EU leaders reach deal on Covid-19 recovery fund after marathon summit

EU clinches ‘historic’ €1.8 trillion package to fund next seven years after 90-hour talks

The 27 member states of the European Union sign off on a €1.8 trillion package to fund the next seven years of spending and inject funds into struggling economies to help them weather the devastation of the coronavirus pandemic. Video: Reuters

 

The 27 member states of the European Union this morning signed off on a €1.8 trillion package to fund the next seven years of spending and inject funds into struggling economies to help them weather the devastation of the Coronavirus pandemic.

The summit was one of the longest ever, and leaders negotiated through the night once again on Monday before announcing a deal had been reached at 5.30am on Tuesday.

“It has been a very challenging number of days negotiating this package but it has been worthwhile. The solidarity displayed throughout this summit is something that I think will stand Europe in good stead into the future,” Taoiseach Micheál Martin said after the deal was clinched.

“The Covid-19 challenge is unique, its impact in terms of economic social and political life is very severe and it necessitated a response of this scale and magnitude.”

The recovery package involves a €750 billion in grants and loans that will be funded by jointly-guaranteed borrowing by the European Commission, the first time this has been done and a proposal that faced significant resistance from a group of so-called frugal northern member states led by the Netherlands.

The overall amount of the money due to be distributed as grants that do not need to be directly paid back by national governments was reduced to €390 billion from €500 billion as a compromise, with €360 billion to be distributed as loans to member states.

“This recovery fund that is based on European solidarity is indeed a historic change, a historic step for Europe. This is the first time we have been able to set up this budget capacity at this level,” French president Emmanuel Macron said.

The deal secures a €5 billion ‘Brexit Adjustment Reserve’: funds for the sectors and countries worst-hit by the effects of Britain leaving the EU, of which Ireland can expect to receive a substantial share.

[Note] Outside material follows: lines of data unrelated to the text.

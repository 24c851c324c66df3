//! Guardian secret polynomials for Shamir-style threshold sharing.
//!
//! Each guardian holds a degree-(quorum-1) polynomial over the mod-Q field.
//! Coefficient 0 is the guardian's election secret; the public commitments
//! `g^a_j` let anyone check a claimed polynomial evaluation, and each
//! coefficient carries a Schnorr proof of possession.

use num_bigint::BigUint;
use rand::{CryptoRng, Rng};

use crate::{
    ElGamalKeyPair, ElectionConstants, ElementModP, ElementModQ, Error, SchnorrProof,
};

#[derive(Debug, Clone)]
pub struct ElectionPolynomial {
    coefficients: Vec<ElementModQ>,
    commitments: Vec<ElementModP>,
    proofs: Vec<SchnorrProof>,
}

impl ElectionPolynomial {
    /// A random polynomial of rank `quorum`.
    pub fn generate<R: Rng + CryptoRng>(
        constants: &ElectionConstants,
        quorum: u32,
        rng: &mut R,
    ) -> Self {
        let mut coefficients = Vec::with_capacity(quorum as usize);
        let mut commitments = Vec::with_capacity(quorum as usize);
        let mut proofs = Vec::with_capacity(quorum as usize);
        for _ in 0..quorum {
            let coefficient = constants.rand_q(rng);
            let commitment = constants.g_pow_p(&coefficient);
            let keypair = ElGamalKeyPair {
                secret_key: coefficient.clone(),
                public_key: commitment.clone(),
            };
            proofs.push(SchnorrProof::make(constants, &keypair, &constants.rand_q(rng)));
            coefficients.push(coefficient);
            commitments.push(commitment);
        }
        ElectionPolynomial {
            coefficients,
            commitments,
            proofs,
        }
    }

    /// Coefficient 0: the guardian's election secret.
    pub fn secret(&self) -> &ElementModQ {
        &self.coefficients[0]
    }

    pub fn commitments(&self) -> &[ElementModP] {
        &self.commitments
    }

    pub fn proofs(&self) -> &[SchnorrProof] {
        &self.proofs
    }

    /// Evaluate the polynomial at `x` (mod Q).
    pub fn coordinate(&self, constants: &ElectionConstants, x: u64) -> ElementModQ {
        let x_q = constants.reduce_to_q(BigUint::from(x));
        let mut accumulator = ElementModQ::zero();
        let mut x_power = constants.reduce_to_q(BigUint::from(1u8));
        for coefficient in &self.coefficients {
            accumulator = constants.add_q(
                &accumulator,
                &constants.mult_q(coefficient, &x_power),
            );
            x_power = constants.mult_q(&x_power, &x_q);
        }
        accumulator
    }
}

/// Check a claimed evaluation against the owner's public commitments:
/// `g^value == prod_j commitment_j^(x^j)`.
pub fn verify_polynomial_coordinate(
    constants: &ElectionConstants,
    value: &ElementModQ,
    x: u64,
    commitments: &[ElementModP],
) -> bool {
    let x_q = constants.reduce_to_q(BigUint::from(x));
    let mut x_power = constants.reduce_to_q(BigUint::from(1u8));
    let mut product = ElementModP::one();
    for commitment in commitments {
        product = constants.mult_p(&product, &constants.pow_p(commitment, &x_power));
        x_power = constants.mult_q(&x_power, &x_q);
    }
    constants.g_pow_p(value) == product
}

/// The Lagrange interpolation weight at zero for the guardian at
/// `coordinate`, given the x-coordinates of the *other* guardians actually
/// present: `prod x_j / prod (x_j - coordinate)` mod Q. Recomputed for every
/// decrypting quorum; never cached across quorums.
pub fn lagrange_coefficient(
    constants: &ElectionConstants,
    coordinate: u64,
    others: &[u64],
) -> Result<ElementModQ, Error> {
    let mut numerator = constants.reduce_to_q(BigUint::from(1u8));
    let mut denominator = constants.reduce_to_q(BigUint::from(1u8));
    for &other in others {
        if other == coordinate {
            return Err(Error::DuplicateXCoordinate(other as u32));
        }
        let other_q = constants.reduce_to_q(BigUint::from(other));
        let coordinate_q = constants.reduce_to_q(BigUint::from(coordinate));
        numerator = constants.mult_q(&numerator, &other_q);
        denominator =
            constants.mult_q(&denominator, &constants.sub_q(&other_q, &coordinate_q));
    }
    Ok(constants.mult_q(&numerator, &constants.inv_q(&denominator)?))
}

#[cfg(test)]
mod tests {
    use super::*;

    #[test]
    fn coordinates_verify_against_commitments() {
        let c = ElectionConstants::standard();
        let mut rng = rand::thread_rng();
        let polynomial = ElectionPolynomial::generate(&c, 3, &mut rng);
        for x in 1u64..=5 {
            let value = polynomial.coordinate(&c, x);
            assert!(verify_polynomial_coordinate(
                &c,
                &value,
                x,
                polynomial.commitments()
            ));
            // wrong coordinate does not verify
            assert!(!verify_polynomial_coordinate(
                &c,
                &value,
                x + 1,
                polynomial.commitments()
            ));
        }
    }

    #[test]
    fn possession_proofs_are_valid() {
        let c = ElectionConstants::standard();
        let mut rng = rand::thread_rng();
        let polynomial = ElectionPolynomial::generate(&c, 2, &mut rng);
        assert_eq!(polynomial.proofs().len(), 2);
        assert!(polynomial.proofs().iter().all(|p| p.is_valid(&c)));
    }

    #[test]
    fn lagrange_interpolation_recovers_the_secret() {
        let c = ElectionConstants::standard();
        let mut rng = rand::thread_rng();
        let polynomial = ElectionPolynomial::generate(&c, 3, &mut rng);

        // any 3 of these coordinates reconstruct P(0)
        for subset in &[[1u64, 2, 3], [2, 4, 5], [1, 3, 5]] {
            let mut reconstructed = ElementModQ::zero();
            for &x in subset.iter() {
                let others: Vec<u64> =
                    subset.iter().copied().filter(|&o| o != x).collect();
                let weight = lagrange_coefficient(&c, x, &others).unwrap();
                reconstructed = c.add_q(
                    &reconstructed,
                    &c.mult_q(&weight, &polynomial.coordinate(&c, x)),
                );
            }
            assert_eq!(&reconstructed, polynomial.secret());
        }
    }

    #[test]
    fn duplicate_coordinates_rejected() {
        let c = ElectionConstants::standard();
        assert!(lagrange_coefficient(&c, 2, &[1, 2, 3]).is_err());
    }
}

The Taoiseach also said there were protections for Common Agricultural Policy payments.

“From the Irish perspective we’re particularly happy that there is significant funding to protect the Common Agricultural Policy which has always been a significant factor in Ireland’s negotiations with Brussels,” Mr Martin said.

To persuade the northern states, rebates on their national contributions to the budget were increased to Austria, Denmark, the Netherlands, and Sweden, as significant net payers. Germany opted to keep its rebate at the same level. The rebate system, which was pioneered by Britain, had initially been proposed to be scrapped altogether after Brexit.

Various programmes proposed by the Commission were also cut to bring down the overall size of the budget, including on health and subsidies to help economies transition towards carbon neutrality, which European Commission president Ursula von der Leyen described as “regrettable”.

But she said the EU could not be accused of doing “too little, too late” this time.

“We negotiated four long days and nights, more than 90 hours, but it was worth it,” Ms von der Leyen said.

Summit chairman Charles Michel tweeted “Deal” shortly after the 27 leaders reached agreement at a 4am plenary session.

“This agreement sends a concrete signal that Europe is a force for action,” Mr Michel said at a dawn news conference

“It is about a lot more than money. It is about workers and families, their jobs, their health and their well-being. I believe this agreement will be seen as a pivotal moment in Europe’s journey, but it will also launch us into the future.”

French president Emmanuel Macron said the deal was historic and said he was convinced the recovery plan and budget could meet the challenge of the coronavirus pandemic.